• EXERCISE OBJECTIVE: Exactly the lines starting at the line containing "return Ok(response);" and ending at the line containing "pub const BASE_URL_ENV: &str" are to be written out from the listing below, both included.

• RECORDS SHOWN:
use rodio::{Decoder, OutputStream, Sink};
use shared::{ConsultationInput, ConsultationResult, WorkflowState};
use std::io::Cursor;

/// Standing product requirement: every rendered analysis carries this.
pub const DISCLAIMER: &str = "This analysis is for educational and informational purposes only. \
It is not a diagnosis; always consult a licensed healthcare provider for medical concerns.";

pub fn format_status(state: &WorkflowState, input: &ConsultationInput) -> String {
    let mut lines = Vec::new();

    match state {
        WorkflowState::Idle => {
            lines.push("Nothing staged. 'record' to capture audio, 'image <path>' to attach a scan.".to_string());
        }
        WorkflowState::Capturing => {
            lines.push("Recording... 'stop' to finish.".to_string());
        }
        WorkflowState::Ready => {
            if let Some(audio) = &input.audio {
                lines.push(format!(
                    "Audio staged: {:.1}s recording ({} Hz).",
                    audio.duration_ms as f64 / 1000.0,
                    audio.sample_rate
                ));
            }
            if let Some(image) = &input.image {
                lines.push(format!(
                    "Image staged: {} ({}, {} bytes).",
                    image.file_name,
                    image.media_type,
                    image.data.len()
                ));
            }
            if !input.has_artifacts() {
                lines.push("Nothing staged yet.".to_string());
            }
            lines.push("'submit' to request an analysis.".to_string());
        }
        WorkflowState::Submitting => {
            lines.push("Submitting consultation...".to_string());
        }
        WorkflowState::Succeeded(_) => {
            lines.push("Consultation complete. 'reset' to start a new one.".to_string());
        }
        WorkflowState::Failed(message) => {
            lines.push(format!("Consultation failed: {}", message));
            lines.push("'reset' to start over.".to_string());
        }
    }

    lines.join("\n")
}

pub fn format_result(result: &ConsultationResult) -> String {
    let mut lines = Vec::new();

    if let Some(transcription) = &result.transcription {
        lines.push("Your symptoms (transcribed):".to_string());
        lines.push(format!("  {}", transcription));
        lines.push(String::new());
    }

    lines.push("AI doctor analysis:".to_string());
    lines.push(format!("  {}", result.analysis));

    if result.audio_url.is_some() {
        lines.push(String::new());
        lines.push("A spoken reply is available: 'play' to hear it, 'save <path>' to keep it.".to_string());
    }

    lines.push(String::new());
    lines.push(format!("Disclaimer: {}", DISCLAIMER));

    lines.join("\n")
}

pub fn format_notice(message: &str) -> String {
    format!("! {}", message)
}

pub fn format_help() -> String {
    [
        "Commands:",
        "  record        start recording from the microphone",
        "  stop          stop recording and stage the audio",
        "  discard       drop the staged audio",
        "  image <path>  attach an image file",
        "  remove        drop the staged image",
        "  submit        send the staged artifacts for analysis",
        "  play          play the spoken reply of the last result",
        "  save <path>   write the spoken reply to a file",
        "  status        show the current workflow state",
        "  reset         clear everything and start over",
        "  quit          leave the session",
    ]
    .join("\n")
}

/// Decode and play a fetched audio reply, returning once it finishes.
pub async fn play_audio(data: Vec<u8>) -> anyhow::Result<()> {
    tokio::task::spawn_blocking(move || -> anyhow::Result<()> {
        let (_stream, handle) = OutputStream::try_default()?;
        let sink = Sink::try_new(&handle)?;
        sink.append(Decoder::new(Cursor::new(data))?);
        sink.sleep_until_end();
        Ok(())
    })
    .await??;
    Ok(())
}

#[cfg(test)]
mod tests {
    use super::*;

    fn result(transcription: Option<&str>, audio_url: Option<&str>) -> ConsultationResult {
        ConsultationResult {
            transcription: transcription.map(str::to_string),
            analysis: "with what I see, a mild strain".to_string(),
            audio_url: audio_url.map(str::to_string),
        }
    }

    #[test]
    fn result_rendering_always_carries_the_disclaimer() {
        let with_audio = format_result(&result(Some("my knee aches"), Some("/download-audio/r.mp3")));
        let without = format_result(&result(None, None));
        assert!(with_audio.contains(DISCLAIMER));
        assert!(without.contains(DISCLAIMER));
    }

    #[test]
    fn transcription_panel_only_renders_when_present() {
        let with = format_result(&result(Some("my knee aches"), None));
        let without = format_result(&result(None, None));
        assert!(with.contains("my knee aches"));
        assert!(!without.contains("transcribed"));
    }

    #[test]
    fn reply_hint_only_renders_when_audio_exists() {
        let with = format_result(&result(None, Some("/download-audio/r.mp3")));
        let without = format_result(&result(None, None));
        assert!(with.contains("'play'"));
        assert!(!without.contains("'play'"));
    }

    #[test]
    fn failed_status_shows_the_message() {
        let status = format_status(
            &WorkflowState::Failed("network error: request timed out".to_string()),
            &ConsultationInput::default(),
        );
        assert!(status.contains("request timed out"));
        assert!(status.contains("reset"));
    }

    #[test]
    fn ready_status_summarizes_artifacts() {
        let input = ConsultationInput {
            audio: Some(shared::AudioArtifact {
                data: vec![0; 64],
                sample_rate: 16000,
                channels: 1,
                duration_ms: 3200,
            }),
            image: None,
        };
        let status = format_status(&WorkflowState::Ready, &input);
        assert!(status.contains("3.2s"));
        assert!(status.contains("16000 Hz"));
    }
}
use thiserror::Error;

/// Failure taxonomy for the consultation workflow.
///
/// Every variant displays as a message safe to show the user. `ServerError`
/// keeps the raw response body out of its display output; the body is only
/// carried for logging.
#[derive(Debug, Error)]
pub enum ConsultError {
    #[error("microphone unavailable: {0}")]
    PermissionDenied(String),

    #[error("capture format not supported: {0}")]
    FormatUnsupported(String),

    #[error("could not read file: {0}")]
    ReadFailure(String),

    #[error("provide an audio recording or an image before submitting")]
    Validation,

    #[error("network error: {0}")]
    NetworkError(String),

    #[error("server returned status {status}")]
    ServerError { status: u16, body: String },
}
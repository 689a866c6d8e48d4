use log::{debug, error, info};
use reqwest::multipart::{Form, Part};
use serde::Deserialize;
use shared::{ApiConfig, AudioArtifact, ConsultError, ConsultationResult, ImageArtifact};
use std::time::Duration;
use uuid::Uuid;

/// HTTP client for the consultation service.
///
/// The base URL and timeout come in through [`ApiConfig`] at construction;
/// nothing here reads process-global state. Failed requests are never
/// retried internally.
pub struct ApiClient {
    http: reqwest::Client,
    base_url: String,
}

impl ApiClient {
    pub fn new(config: &ApiConfig) -> Result<Self, ConsultError> {
        let http = reqwest::Client::builder()
            .timeout(Duration::from_secs(config.timeout_seconds))
            .build()
            .map_err(|e| ConsultError::NetworkError(e.to_string()))?;

        Ok(Self {
            http,
            base_url: config.base_url.trim_end_matches('/').to_string(),
        })
    }

    pub fn base_url(&self) -> &str {
        &self.base_url
    }

    fn endpoint(&self, path: &str) -> String {
        format!("{}/{}", self.base_url, path.trim_start_matches('/'))
    }

    /// Primary flow: submit whichever artifacts are present and get back
    /// the transcription, the analysis, and an optional speech reply.
    pub async fn medical_consultation(
        &self,
        audio: Option<&AudioArtifact>,
        image: Option<&ImageArtifact>,
    ) -> Result<ConsultationResult, ConsultError> {
        let request_id = Uuid::new_v4();
        info!(
            "consultation {}: audio={} image={}",
            request_id,
            audio.is_some(),
            image.is_some()
        );

        let mut form = Form::new();
        if let Some(image) = image {
            form = form.part("image", image_part(image)?);
        }
        if let Some(audio) = audio {
            form = form.part("audio", audio_part(audio)?);
        }

        let response = self
            .http
            .post(self.endpoint("medical-consultation"))
            .multipart(form)
            .send()
            .await
            .map_err(request_error)?;
        let response = check_status(response).await?;

        let mut result: ConsultationResult = response.json().await.map_err(request_error)?;
        // The service reports "no transcription" as an empty string.
        if result.transcription.as_deref() == Some("") {
            result.transcription = None;
        }
        info!("consultation {} complete", request_id);
        Ok(result)
    }

    pub async fn transcribe_audio(&self, audio: &AudioArtifact) -> Result<String, ConsultError> {
        let form = Form::new().part("audio", audio_part(audio)?);
        let response = self
            .http
            .post(self.endpoint("transcribe-audio"))
            .multipart(form)
            .send()
            .await
            .map_err(request_error)?;
        let response = check_status(response).await?;

        let body: TranscriptionResponse = response.json().await.map_err(request_error)?;
        Ok(body.transcription)
    }

    pub async fn analyze_image(
        &self,
        image: &ImageArtifact,
        transcription: Option<&str>,
    ) -> Result<String, ConsultError> {
        let mut form = Form::new().part("image", image_part(image)?);
        if let Some(text) = transcription {
            form = form.text("transcription", text.to_string());
        }

        let response = self
            .http
            .post(self.endpoint("analyze-image"))
            .multipart(form)
            .send()
            .await
            .map_err(request_error)?;
        let response = check_status(response).await?;

        let body: AnalysisResponse = response.json().await.map_err(request_error)?;
        Ok(body.analysis)
    }

    /// Text in, synthesized speech out.
    pub async fn text_to_speech(&self, text: &str) -> Result<Vec<u8>, ConsultError> {
        let response = self
            .http
            .post(self.endpoint("text-to-speech"))
            .json(&serde_json::json!({ "text": text }))
            .send()
            .await
            .map_err(request_error)?;
        let response = check_status(response).await?;

        let bytes = response.bytes().await.map_err(request_error)?;
        Ok(bytes.to_vec())
    }

    pub async fn health_check(&self) -> Result<String, ConsultError> {
        let response = self
            .http
            .get(self.endpoint(""))
            .send()
            .await
            .map_err(request_error)?;
        let response = check_status(response).await?;

        let body: HealthResponse = response.json().await.map_err(request_error)?;
        Ok(body.message)
    }

    /// Resolve a server-relative `audio_url` and download the reply audio.
    pub async fn fetch_audio(&self, audio_url: &str) -> Result<Vec<u8>, ConsultError> {
        let url = self.endpoint(audio_url);
        debug!("fetching reply audio from {}", url);

        let response = self.http.get(url).send().await.map_err(request_error)?;
        let response = check_status(response).await?;

        let bytes = response.bytes().await.map_err(request_error)?;
        Ok(bytes.to_vec())
    }
}

#[derive(Debug, Deserialize)]
struct TranscriptionResponse {
    transcription: String,
}

#[derive(Debug, Deserialize)]
struct AnalysisResponse {
    analysis: String,
}

#[derive(Debug, Deserialize)]
struct HealthResponse {
    message: String,
}

fn audio_part(audio: &AudioArtifact) -> Result<Part, ConsultError> {
    Part::bytes(audio.data.clone())
        .file_name(AudioArtifact::FILE_NAME)
        .mime_str(AudioArtifact::MEDIA_TYPE)
        .map_err(|e| ConsultError::NetworkError(e.to_string()))
}

fn image_part(image: &ImageArtifact) -> Result<Part, ConsultError> {
    Part::bytes(image.data.clone())
        .file_name(image.file_name.clone())
        .mime_str(&image.media_type)
        .map_err(|e| ConsultError::NetworkError(e.to_string()))
}

fn request_error(err: reqwest::Error) -> ConsultError {
    if err.is_timeout() {
        ConsultError::NetworkError("request timed out".to_string())
    } else if err.is_connect() {
        ConsultError::NetworkError(format!("connection failed: {}", err))
    } else {
        ConsultError::NetworkError(err.to_string())
    }
}

async fn check_status(response: reqwest::Response) -> Result<reqwest::Response, ConsultError> {
    let status = response.status();
    if status.is_success() {
        return Ok(response);
    }
    let body = response.text().await.unwrap_or_default();
    error!("server returned {}: {}", status, body);
    Err(ConsultError::ServerError {
        status: status.as_u16(),
        body,
    })
}
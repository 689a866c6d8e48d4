use anyhow::{Context, Result};
use serde::{Deserialize, Serialize};
use std::path::PathBuf;

/// Environment variable overriding the configured service base URL.
pub const BASE_URL_ENV: &str = "CONSULT_API_BASE_URL";

const DEFAULT_BASE_URL: &str = "http://localhost:8000";

#[derive(Debug, Clone, PartialEq, Serialize, Deserialize)]
#[serde(default)]
pub struct Config {
    pub api: ApiConfig,
    pub audio: AudioConfig,
}

#[derive(Debug, Clone, PartialEq, Serialize, Deserialize)]
#[serde(default)]
pub struct ApiConfig {
    pub base_url: String,
    pub timeout_seconds: u64,
}

#[derive(Debug, Clone, PartialEq, Serialize, Deserialize)]
#[serde(default)]
pub struct AudioConfig {
    pub device: Option<String>,
    pub sample_rate: u32,
    pub channels: u16,
    pub buffer_size: usize,
}

impl Default for Config {
    fn default() -> Self {
        Self {
            api: ApiConfig::default(),
            audio: AudioConfig::default(),
        }
    }
}

impl Default for ApiConfig {
    fn default() -> Self {
        Self {
            base_url: DEFAULT_BASE_URL.to_string(),
            // Uploads can be large; give the service a full minute.
            timeout_seconds: 60,
        }
    }
}

impl Default for AudioConfig {
    fn default() -> Self {
        Self {
            device: None, // Use default device
            sample_rate: 16000,
            channels: 1,
            buffer_size: 1024,
        }
    }
}

impl Config {
    /// Load from the config file if one exists, then apply the environment
    /// override for the base URL.
    pub fn load() -> Result<Self> {
        let mut config = match Self::config_path() {
            Some(path) if path.exists() => {
                let raw = std::fs::read_to_string(&path)
                    .with_context(|| format!("failed to read {}", path.display()))?;
                serde_yaml::from_str(&raw)
                    .with_context(|| format!("invalid config file {}", path.display()))?
            }
            _ => Self::default(),
        };
        config.apply_base_url_override(std::env::var(BASE_URL_ENV).ok());
        Ok(config)
    }

    pub fn save(&self) -> Result<()> {
        let path = Self::config_path().context("no config directory available")?;
        if let Some(parent) = path.parent() {
            std::fs::create_dir_all(parent)
                .with_context(|| format!("failed to create {}", parent.display()))?;
        }
        std::fs::write(&path, serde_yaml::to_string(self)?)
            .with_context(|| format!("failed to write {}", path.display()))?;
        Ok(())
    }

    pub fn config_path() -> Option<PathBuf> {
        dirs::config_dir().map(|dir| dir.join("consult").join("config.yaml"))
    }

    /// Apply a base URL from the environment or a CLI flag. Empty values are
    /// ignored; a trailing slash is trimmed so endpoint paths join cleanly.
    pub fn apply_base_url_override(&mut self, base_url: Option<String>) {
        if let Some(url) = base_url.filter(|url| !url.trim().is_empty()) {
            self.api.base_url = url.trim().trim_end_matches('/').to_string();
        }
    }
}

#[cfg(test)]
mod tests {
    use super::*;

    #[test]
    fn defaults_point_at_local_service() {
        let config = Config::default();
        assert_eq!(config.api.base_url, "http://localhost:8000");
        assert_eq!(config.api.timeout_seconds, 60);
        assert_eq!(config.audio.sample_rate, 16000);
        assert_eq!(config.audio.channels, 1);
        assert_eq!(config.audio.device, None);
    }

    #[test]
    fn override_replaces_base_url_and_trims_slash() {
        let mut config = Config::default();
        config.apply_base_url_override(Some("https://consult.example.com/".to_string()));
        assert_eq!(config.api.base_url, "https://consult.example.com");
    }

    #[test]
    fn empty_override_is_ignored() {
        let mut config = Config::default();
        config.apply_base_url_override(Some("  ".to_string()));
        config.apply_base_url_override(None);
        assert_eq!(config.api.base_url, "http://localhost:8000");
    }

    #[test]
    fn partial_config_file_fills_in_defaults() {
        let config: Config = serde_yaml::from_str("api:\n  base_url: http://host:9000\n").unwrap();
        assert_eq!(config.api.base_url, "http://host:9000");
        assert_eq!(config.api.timeout_seconds, 60);
        assert_eq!(config.audio.sample_rate, 16000);
    }

    #[test]
    fn config_round_trips_through_yaml() {
        let config = Config::default();
        let raw = serde_yaml::to_string(&config).unwrap();
        let parsed: Config = serde_yaml::from_str(&raw).unwrap();
        assert_eq!(parsed, config);
    }
}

• OUTPUT:
        return Ok(response);
    }
    let body = response.text().await.unwrap_or_default();
    error!("server returned {}: {}", status, body);
    Err(ConsultError::ServerError {
        status: status.as_u16(),
        body,
    })
}
repository 689a866c6d8e48d4
use anyhow::{Context, Result};
use serde::{Deserialize, Serialize};
use std::path::PathBuf;

/// Environment variable overriding the configured service base URL.
pub const BASE_URL_ENV: &str = "CONSULT_API_BASE_URL";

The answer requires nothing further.